THE ACTING SPEAKER: For the benefit of doubt, I will let you debate and then we will adjourn the debate to next week.
HON. MLISWA: Mr. Speaker, let me thank you for giving me this opportunity to comment on the budget review of 2017. Let me equally thank the Minister for the work that he is doing in ensuring that the country moves. He does his job and he actually came here to give us this review. The Minister is only a messenger, at the end of the day. I am hoping what I will talk about has nothing to do with the person of the Minister, but the office that he holds.
It is important that the ordinary person and we, Members of Parliament, relate this to what is happening on the ground. It would be remiss of us to come here and say the economy is great when the queues are still there. Just the queues being there, it is tough. I personally have experienced a problem where I could not access foreign currency when my father was ill. I did not want to use my office as a Member of Parliament, but I wanted just to be an ordinary citizen and say to myself, how do they carry out their duties at the end of the day. The truth of the matter is, the situation is not looking good. No wonder why the review was very short – because there was not much that he could attribute to the success.

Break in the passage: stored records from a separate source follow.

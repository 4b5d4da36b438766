//! In-source suppressions.
//!
//! Two forms are understood:
//! - `#pragma warning disable ID[, ID]` ... `#pragma warning restore ID[, ID]`
//!   ranges, running to the end of the file when never restored;
//! - `// patternlint:ignore[ID, ID]` on the offending line and
//!   `// patternlint:ignore-next-line[ID]` on the line before it.
//!
//! An empty id list means every rule.

use once_cell::sync::Lazy;
use regex::Regex;
use serde::Serialize;
use std::collections::HashMap;

#[derive(Debug, Clone, PartialEq, Eq)]
pub struct SuppressionBlock {
    pub start_line: usize,
    /// `None` when the range runs to the end of the file.
    pub end_line: Option<usize>,
    /// Empty means all ids.
    pub ids: Vec<String>,
}

#[derive(Debug, Clone, PartialEq, Eq)]
pub struct SuppressionRule {
    pub ids: Vec<String>,
    pub reason: Option<String>,
    pub applies_to_next_line: bool,
}

#[derive(Debug, Clone, Default)]
pub struct SuppressionContext {
    pub blocks: Vec<SuppressionBlock>,
    pub line_suppressions: HashMap<usize, SuppressionRule>,
}

#[derive(Debug, Clone, Default, PartialEq, Eq, Serialize)]
pub struct SuppressionStats {
    pub total_suppressed: usize,
    pub suppressed_by_id: HashMap<String, usize>,
}

impl SuppressionStats {
    pub fn record(&mut self, id: &str) {
        self.total_suppressed += 1;
        *self.suppressed_by_id.entry(id.to_string()).or_insert(0) += 1;
    }

    pub fn merge(&mut self, other: SuppressionStats) {
        self.total_suppressed += other.total_suppressed;
        for (id, count) in other.suppressed_by_id {
            *self.suppressed_by_id.entry(id).or_insert(0) += count;
        }
    }
}

impl SuppressionContext {
    pub fn is_empty(&self) -> bool {
        self.blocks.is_empty() && self.line_suppressions.is_empty()
    }

    /// Whether diagnostic `id` reported on 1-based `line` is suppressed.
    pub fn is_suppressed(&self, line: usize, id: &str) -> bool {
        [
            self.is_in_block(line, id),
            self.has_line_suppression(line, id),
            self.has_next_line_suppression(line, id),
        ]
        .into_iter()
        .any(|suppressed| suppressed)
    }

    fn is_in_block(&self, line: usize, id: &str) -> bool {
        self.blocks
            .iter()
            .filter(|block| line_within_block(line, block))
            .any(|block| id_matches(id, &block.ids))
    }

    fn has_line_suppression(&self, line: usize, id: &str) -> bool {
        self.line_suppressions
            .get(&line)
            .is_some_and(|rule| !rule.applies_to_next_line && id_matches(id, &rule.ids))
    }

    fn has_next_line_suppression(&self, line: usize, id: &str) -> bool {
        (line > 0)
            .then(|| self.line_suppressions.get(&(line - 1)))
            .flatten()
            .is_some_and(|rule| rule.applies_to_next_line && id_matches(id, &rule.ids))
    }
}

fn line_within_block(line: usize, block: &SuppressionBlock) -> bool {
    line >= block.start_line && block.end_line.map_or(true, |end| line <= end)
}

fn id_matches(id: &str, ids: &[String]) -> bool {
    ids.is_empty() || ids.iter().any(|allowed| allowed.eq_ignore_ascii_case(id) || allowed == "*")
}

static PRAGMA: Lazy<Regex> = Lazy::new(|| {
    Regex::new(r"^\s*#\s*pragma\s+warning\s+(disable|restore)\b\s*([\w\s,]*?)\s*(?://.*)?$")
        .expect("pragma pattern")
});

static NEXT_LINE: Lazy<Regex> = Lazy::new(|| {
    Regex::new(r"//\s*patternlint:ignore-next-line(?:\s*\[([\w,\s*]*)\])?(?:\s*--\s*(.*))?$")
        .expect("next-line pattern")
});

static LINE: Lazy<Regex> = Lazy::new(|| {
    Regex::new(r"//\s*patternlint:ignore(?:\s*\[([\w,\s*]*)\])?(?:\s*--\s*(.*))?$")
        .expect("line pattern")
});

enum LineParseResult {
    Disable(Vec<String>),
    Restore(Vec<String>),
    NextLine(Vec<String>, Option<String>),
    Line(Vec<String>, Option<String>),
    None,
}

fn parse_line(line: &str) -> LineParseResult {
    if let Some(captures) = PRAGMA.captures(line) {
        let ids = parse_ids(captures.get(2).map(|m| m.as_str()));
        return match captures.get(1).map(|m| m.as_str()) {
            Some("disable") => LineParseResult::Disable(ids),
            _ => LineParseResult::Restore(ids),
        };
    }
    if let Some(captures) = NEXT_LINE.captures(line) {
        return LineParseResult::NextLine(
            parse_ids(captures.get(1).map(|m| m.as_str())),
            reason(captures.get(2)),
        );
    }
    if let Some(captures) = LINE.captures(line) {
        return LineParseResult::Line(
            parse_ids(captures.get(1).map(|m| m.as_str())),
            reason(captures.get(2)),
        );
    }
    LineParseResult::None
}

fn reason(m: Option<regex::Match<'_>>) -> Option<String> {
    m.map(|m| m.as_str().trim().to_string())
        .filter(|r| !r.is_empty())
}

fn parse_ids(list: Option<&str>) -> Vec<String> {
    list.map(|s| {
        s.split([',', ' ', '\t'])
            .map(str::trim)
            .filter(|id| !id.is_empty() && *id != "*")
            .map(str::to_string)
            .collect()
    })
    .unwrap_or_default()
}

/// Open `#pragma warning disable` ranges; one entry per disable.
struct OpenBlocks(Vec<(usize, Vec<String>)>);

impl OpenBlocks {
    fn restore(&mut self, ids: &[String], line: usize, context: &mut SuppressionContext) {
        let mut still_open = Vec::new();
        for (start, open_ids) in self.0.drain(..) {
            if ids.is_empty() {
                context.blocks.push(SuppressionBlock {
                    start_line: start,
                    end_line: Some(line),
                    ids: open_ids,
                });
                continue;
            }
            if open_ids.is_empty() {
                // a blanket disable is not narrowed by restoring single ids
                still_open.push((start, open_ids));
                continue;
            }
            let (closed, remaining): (Vec<String>, Vec<String>) = open_ids
                .into_iter()
                .partition(|id| ids.iter().any(|r| r.eq_ignore_ascii_case(id)));
            if !closed.is_empty() {
                context.blocks.push(SuppressionBlock {
                    start_line: start,
                    end_line: Some(line),
                    ids: closed,
                });
            }
            if !remaining.is_empty() {
                still_open.push((start, remaining));
            }
        }
        self.0 = still_open;
    }
}

pub fn parse_suppressions(content: &str) -> SuppressionContext {
    let mut context = SuppressionContext::default();
    let mut open = OpenBlocks(Vec::new());

    for (line_number, line) in content.lines().enumerate().map(|(idx, l)| (idx + 1, l)) {
        match parse_line(line) {
            LineParseResult::Disable(ids) => open.0.push((line_number, ids)),
            LineParseResult::Restore(ids) => open.restore(&ids, line_number, &mut context),
            LineParseResult::NextLine(ids, reason) => {
                context.line_suppressions.insert(
                    line_number,
                    SuppressionRule {
                        ids,
                        reason,
                        applies_to_next_line: true,
                    },
                );
            }
            LineParseResult::Line(ids, reason) => {
                context.line_suppressions.insert(
                    line_number,
                    SuppressionRule {
                        ids,
                        reason,
                        applies_to_next_line: false,
                    },
                );
            }
            LineParseResult::None => {}
        }
    }

    context.blocks.extend(open.0.into_iter().map(|(start, ids)| SuppressionBlock {
        start_line: start,
        end_line: None,
        ids,
    }));
    context
}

We must not always believe that the documents that are written are really the answer. We have so many documents written in Zimbabwe, but they have never produced anything. So, this whole issue of being referred to a document by economists who are unemployed, who have nothing to do except give a clear picture of the economy from an academic point of view, is something that we are now used to, but the question is, what is happening on the ground?
I recall that when Parliament started, we had a time with the Minister on domestic resource mobilisation. If you recall, Members of Parliament were invited to Bulawayo. We were using taxpayer’s money. We lived in good hotels, had everything good for us and the issue was domestic resource mobilisation to get the economy going. I did not hear the Minister pointing out to our findings and our recommendations on the domestic resource mobilisation where the Speaker whipped us and said no, talk about this. Talk about domestic resource mobilisation which is key to the growth of the economy.
I am looking at US$80 million being pumped into diamond mining again, but diamond mining – we are yet to be told how much money we have received from diamonds in this country. We must be very clear because the Minister must not just tell us about how much money is put into a project, when he is not telling us what is coming out. When you are a farmer and you are putting eight bags of maize per hectare, you are expecting five tonnes as Command Agriculture did; why is the Minister not simplifying things and saying, in the diamond industry, this is how much we have received.